F ice be heated above 32° Fahrenheit, its molecules lose their cohesion, and move freely round one another--the ice is turned into water. Heat water above 212° Fahrenheit, and the molecules exhibit a violent mutual repulsion, and, like dormant bees revived by spring sunshine, separate and dart to and fro. If confined in an air-tight vessel, the molecules have their flights curtailed, and beat more and more violently against their prison walls, so that every square inch of the vessel is subjected to a rising pressure. We may compare the action of the steam molecules to that of bullets fired from a machine-gun at a plate mounted on a spring. The faster the bullets came, the greater would be the continuous compression of the spring.

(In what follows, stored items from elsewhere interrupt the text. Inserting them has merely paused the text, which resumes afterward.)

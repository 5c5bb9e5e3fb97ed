// DO NOT EDIT
// This file was @generated by Stone

#![allow(
    clippy::too_many_arguments,
    clippy::large_enum_variant,
    clippy::result_large_err,
    clippy::doc_markdown,
)]

//! This namespace contains endpoints and data types for basic file operations.

#[derive(Debug, Clone, Copy, PartialEq, Eq, Hash)]
#[non_exhaustive] // variants may be added in the future
pub enum PaperContentError {
    /// Your account does not have permissions to edit Paper docs.
    InsufficientPermissions,
    /// The provided content was malformed and cannot be imported to Paper.
    ContentMalformed,
    /// The Paper doc would be too large, split the content into multiple docs.
    DocLengthExceeded,
    /// The imported document contains an image that is too large. The current limit is 1MB. This
    /// only applies to HTML with data URI.
    ImageSizeExceeded,
    /// Catch-all used for unrecognized values returned from the server. Encountering this value
    /// typically indicates that this SDK version is out of date.
    Other,
}

impl PaperContentError {
    /// Every discriminant this union can be serialized with.
    pub const TAGS: &'static [&'static str] = &["insufficient_permissions",
                                                 "content_malformed",
                                                 "doc_length_exceeded",
                                                 "image_size_exceeded",
                                                 "other"];

    /// The union's discriminant, as it appears on the wire.
    pub fn tag_name(&self) -> &'static str {
        match self {
            PaperContentError::InsufficientPermissions => "insufficient_permissions",
            PaperContentError::ContentMalformed => "content_malformed",
            PaperContentError::DocLengthExceeded => "doc_length_exceeded",
            PaperContentError::ImageSizeExceeded => "image_size_exceeded",
            PaperContentError::Other => "other",
        }
    }

    /// Look up the variant for a discriminant. Unrecognized values map to
    /// [`PaperContentError::Other`].
    pub fn from_tag(tag: &str) -> Self {
        match tag {
            "insufficient_permissions" => PaperContentError::InsufficientPermissions,
            "content_malformed" => PaperContentError::ContentMalformed,
            "doc_length_exceeded" => PaperContentError::DocLengthExceeded,
            "image_size_exceeded" => PaperContentError::ImageSizeExceeded,
            _ => PaperContentError::Other,
        }
    }

    pub fn is_insufficient_permissions(&self) -> bool {
        matches!(self, PaperContentError::InsufficientPermissions)
    }

    pub fn is_content_malformed(&self) -> bool {
        matches!(self, PaperContentError::ContentMalformed)
    }

    pub fn is_doc_length_exceeded(&self) -> bool {
        matches!(self, PaperContentError::DocLengthExceeded)
    }

    pub fn is_image_size_exceeded(&self) -> bool {
        matches!(self, PaperContentError::ImageSizeExceeded)
    }

    pub fn is_other(&self) -> bool {
        matches!(self, PaperContentError::Other)
    }
}

impl<'de> ::serde::de::Deserialize<'de> for PaperContentError {
    fn deserialize<D: ::serde::de::Deserializer<'de>>(deserializer: D) -> Result<Self, D::Error> {
        // union deserializer
        use serde::de::{self, MapAccess, Visitor};
        struct EnumVisitor;
        impl<'de> Visitor<'de> for EnumVisitor {
            type Value = PaperContentError;
            fn expecting(&self, f: &mut ::std::fmt::Formatter<'_>) -> ::std::fmt::Result {
                f.write_str("a PaperContentError structure")
            }
            fn visit_str<E: de::Error>(self, tag: &str) -> Result<Self::Value, E> {
                Ok(PaperContentError::from_tag(tag))
            }
            fn visit_map<V: MapAccess<'de>>(self, map: V) -> Result<Self::Value, V::Error> {
                let parsed = crate::generated::read_union_map(map)?;
                Ok(PaperContentError::from_tag(&parsed.tag))
            }
        }
        deserializer.deserialize_any(EnumVisitor)
    }
}

impl ::serde::ser::Serialize for PaperContentError {
    fn serialize<S: ::serde::ser::Serializer>(&self, serializer: S) -> Result<S::Ok, S::Error> {
        // union serializer
        use serde::ser::SerializeStruct;
        let mut s = serializer.serialize_struct("PaperContentError", 1)?;
        s.serialize_field(".tag", self.tag_name())?;
        s.end()
    }
}

impl ::std::error::Error for PaperContentError {
}

impl ::std::fmt::Display for PaperContentError {
    fn fmt(&self, f: &mut ::std::fmt::Formatter<'_>) -> ::std::fmt::Result {
        match self {
            PaperContentError::InsufficientPermissions => f.write_str("Your account does not have permissions to edit Paper docs."),
            PaperContentError::ContentMalformed => f.write_str("The provided content was malformed and cannot be imported to Paper."),
            PaperContentError::DocLengthExceeded => f.write_str("The Paper doc would be too large, split the content into multiple docs."),
            PaperContentError::ImageSizeExceeded => f.write_str("The imported document contains an image that is too large. The current limit is 1MB. This only applies to HTML with data URI."),
            PaperContentError::Other => write!(f, "{:?}", *self),
        }
    }
}

#[cfg(test)]
mod test {
    use super::*;

    #[test]
    fn test_tag_lookup_covers_every_variant() {
        for tag in PaperContentError::TAGS {
            assert_eq!(*tag, PaperContentError::from_tag(tag).tag_name());
        }
        assert_eq!(PaperContentError::Other, PaperContentError::from_tag("Doc_Length_Exceeded"));
    }
}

THE MECHANICAL ENERGY OF STEAM:-
If steam is let into one end of a cylinder behind an air-tight but freely-moving piston, it will bombard the walls of the cylinder and the piston; and if the united push of the molecules on the one side of the latter is greater than the resistance on the other side opposing its motion, the piston must move. Having thus partly got their liberty, the molecules become less active, and do not rush about so vigorously. The pressure on the piston decreases as it moves. But if the piston were driven back to its original position against the force of the steam, the molecular activity--that is, pressure--would be restored. We are here assuming that no heat has passed through the cylinder or piston and been radiated into the air; for any loss of heat means loss of energy, since heat is energy.
THE BOILER:-
The combustion of fuel in a furnace causes the walls of the furnace to become hot, which means that the molecules of the substance forming the walls are thrown into violent agitation. If the walls are what are called "good conductors" of heat, they will transmit the agitation through them to any surrounding substance. In the case of the ordinary house stove this is the air, which itself is agitated, or grows warm. A steam-boiler has the furnace walls surrounded by water, and its function is to transmit molecular movement (heat, or energy) through the furnace plates to the water until the point is reached when steam generates. At atmospheric pressure--that is, if not confined in any way--steam would fill 1,610 times the space which its molecules occupied in their watery formation. If we seal up the boiler so that no escape is possible for the steam molecules, their motion becomes more and more rapid, and pressure is developed by their beating on the walls of the boiler. There is theoretically no limit to which the pressure may be raised, provided that sufficient fuel-combustion energy is transmitted to the vaporizing water.